Regie: Hans Krendlesberger
Erstsendung: 28.9.1974
2 CDs: 71:34, 35:50 Min.
ISBN 3-901846-53-0
Wien: ORF 2004
Als Hörbuch ist Schnitzlers vergleichsweise figurenreiches Stück "Das weite Land" von vornherein etwas problematisch; wer das Stück nicht kennt oder sich zumindest im Groben an die Hanldung erinnert, hat leicht Schwierigkeiten, der Entwicklung der Handlung zu folgen. Die Figuren sind in ihren sozialen (Stimm)Rollen zum Teil sehr ähnlich - allenfalls die immer hysterisiert gezeichnete Mama Wahl (Jane Tilden) und die kindliche Erna Wahl (Kitty Speiser) heben sich von vornherein etwas ab. Und dieses Problem bleibt trotz der Starbesetzung - Walter Reyer als Hofreiter, Aglaja Schmid als Genia, Vilma Degischer als Frau Meinhold - bestehen, auch wenn feine, leicht überhörbare Untertöne noch so gut und zugleich diskret herausgearbeitet werden. Wie Walter Reyer bei seinem ersten Auftritt die Bemerkung "So, die Erna war auch da", wie nebenbei hinstellt und nicht ausstellt, zeigt das Mehr der akustischen Inszenierung, die aus einem zunächst noch belanglosen Satz eine unauffälige aber doch hörbare Vorausdeutung macht.

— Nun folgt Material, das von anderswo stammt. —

//! Transport layer.
//!
//! Abstracts the agent connection for testability:
//! - `Transport` trait: one request in, one response out
//! - `UnixTransport`: real Unix-socket connection for production
//! - `MockTransport`: scripted in-process agent for unit tests
//!
//! Discipline: a fresh connection per call, exactly one newline-terminated
//! JSON document written, exactly one read back. No pipelining, no reuse.

use std::collections::VecDeque;
use std::io::{BufRead, BufReader, Write};
use std::os::unix::net::UnixStream;
use std::path::{Path, PathBuf};
use std::sync::Mutex;
use std::time::Duration;

use qga_protocol::{QgaRequest, QgaResponse};

use crate::error::{QgaError, Result};

/// Socket read timeout. The exec poll budget is enforced above this
/// layer; this only guards against an agent that stops mid-response.
const DEFAULT_READ_TIMEOUT_SECS: u64 = 30;

/// Socket write timeout. Writes are one line; if they stall, the
/// connection is broken.
const DEFAULT_WRITE_TIMEOUT_SECS: u64 = 10;

/// Transport seam between operations and the wire.
pub trait Transport: Send + Sync {
    /// Send one request and read one response.
    fn send(&self, request: &QgaRequest) -> Result<QgaResponse>;
}

/// Unix-socket transport to a live guest agent.
pub struct UnixTransport {
    socket_path: PathBuf,
    read_timeout: Duration,
    write_timeout: Duration,
}

impl UnixTransport {
    /// Create a transport for the agent socket at `socket_path`.
    pub fn new(socket_path: impl AsRef<Path>) -> Self {
        Self {
            socket_path: socket_path.as_ref().to_path_buf(),
            read_timeout: Duration::from_secs(DEFAULT_READ_TIMEOUT_SECS),
            write_timeout: Duration::from_secs(DEFAULT_WRITE_TIMEOUT_SECS),
        }
    }

    /// Override the per-call socket timeouts.
    pub fn with_timeouts(mut self, read: Duration, write: Duration) -> Self {
        self.read_timeout = read;
        self.write_timeout = write;
        self
    }

    /// Path of the agent socket.
    pub fn socket_path(&self) -> &Path {
        &self.socket_path
    }
}

impl Transport for UnixTransport {
    fn send(&self, request: &QgaRequest) -> Result<QgaResponse> {
        let mut stream =
            UnixStream::connect(&self.socket_path).map_err(|e| QgaError::Connection {
                endpoint: self.socket_path.clone(),
                source: e,
            })?;
        stream.set_read_timeout(Some(self.read_timeout))?;
        stream.set_write_timeout(Some(self.write_timeout))?;

        let mut line = serde_json::to_vec(request)
            .map_err(|e| QgaError::Protocol(format!("failed to serialize request: {e}")))?;
        line.push(b'\n');

        tracing::debug!(command = request.execute.as_str(), "sending request");
        stream.write_all(&line)?;
        stream.flush()?;

        let mut reader = BufReader::new(stream);
        let mut response_line = String::new();
        let read = reader.read_line(&mut response_line)?;
        if read == 0 {
            return Err(QgaError::Protocol("no response from guest agent".into()));
        }

        serde_json::from_str(&response_line)
            .map_err(|e| QgaError::Protocol(format!("invalid response JSON: {e}")))
    }
}

/// Mock transport for tests: replays a scripted response queue and
/// records every request it sees.
#[derive(Default)]
pub struct MockTransport {
    script: Mutex<VecDeque<Result<QgaResponse>>>,
    sent: Mutex<Vec<QgaRequest>>,
}

impl MockTransport {
    /// Create a mock with an empty script.
    pub fn new() -> Self {
        Self::default()
    }

    /// Queue a success response wrapping the given `return` value.
    pub fn push_return(&self, value: serde_json::Value) {
        self.push_response(QgaResponse::with_return(value));
    }

    /// Queue a full response.
    pub fn push_response(&self, response: QgaResponse) {
        self.script.lock().unwrap().push_back(Ok(response));
    }

    /// Queue a transport-level failure.
    pub fn push_error(&self, error: QgaError) {
        self.script.lock().unwrap().push_back(Err(error));
    }

    /// Requests sent so far, in order.
    pub fn requests(&self) -> Vec<QgaRequest> {
        self.sent.lock().unwrap().clone()
    }
}

impl Transport for MockTransport {
    fn send(&self, request: &QgaRequest) -> Result<QgaResponse> {
        self.sent.lock().unwrap().push(request.clone());
        self.script
            .lock()
            .unwrap()
            .pop_front()
            .unwrap_or_else(|| Err(QgaError::Protocol("mock transport script exhausted".into())))
    }
}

Die Regie von Hans Krendlesberger ist gediegen und sehr konventionell. Die Musik wird als akustischer Zwischenvorhang eingesetzt, Hintergrundgeräusche - das Ploppen der Tennisbälle, die ferne Musik aus dem Kurparksalon - bauen akustisch die entsprechende Szenerie auf. Die Produktion stammt aus dem Jahr 1974, und es stellt sich ein wenig die Frage, weshalb der ORF diese Produktion im Jahr 2004 als brandneue CD - allerdings im nostalgischen Rillen-Oufit des Zeitalters der Schallplatte - herausbringt. Natürlich versucht der ORF seit Jahren erfolgreich vom Hörbuchboom zu profitieren und Eigenproduktionen aus den Archiven kostengünstig herzustellen und gewinnbringend zu vermarkten. Aber der eigentliche Grund waren in diesem Fall wohl die Festspiele Reichenau, die just im Jahr 2004 "Das weite Land" im Südbahnhotel am Semmering zeigten, in einer Inszenierung von Beverly Blankenship, die um nichts aktueller oder spannender war als die immerhin 30 Jahre alte Arbeit von Hans Krendlesberger. Die Schauspieler hingegen waren um einiges platter und sprachlich indifferenter (Herbert Föttigenr als Hofreiter, Petra Morzé als Genia - und eher peinlich Thaddäus Podgorski als Portier Rosenstock, den in der Hörfassung Maxi Böhm gibt). Natürlich punktete die Kulisse rundum und das Flair des maroden Südbahnhotels - immerhin der Arbeitsort jenes Portiers, dem Schnitzler mit seinem Rosenstock ein literarisches Denkmal gesetzt hat. Aber gefällige Inszenierungen, die das Publikum goutiert, sind nicht immer auch ein Dienst am Autor.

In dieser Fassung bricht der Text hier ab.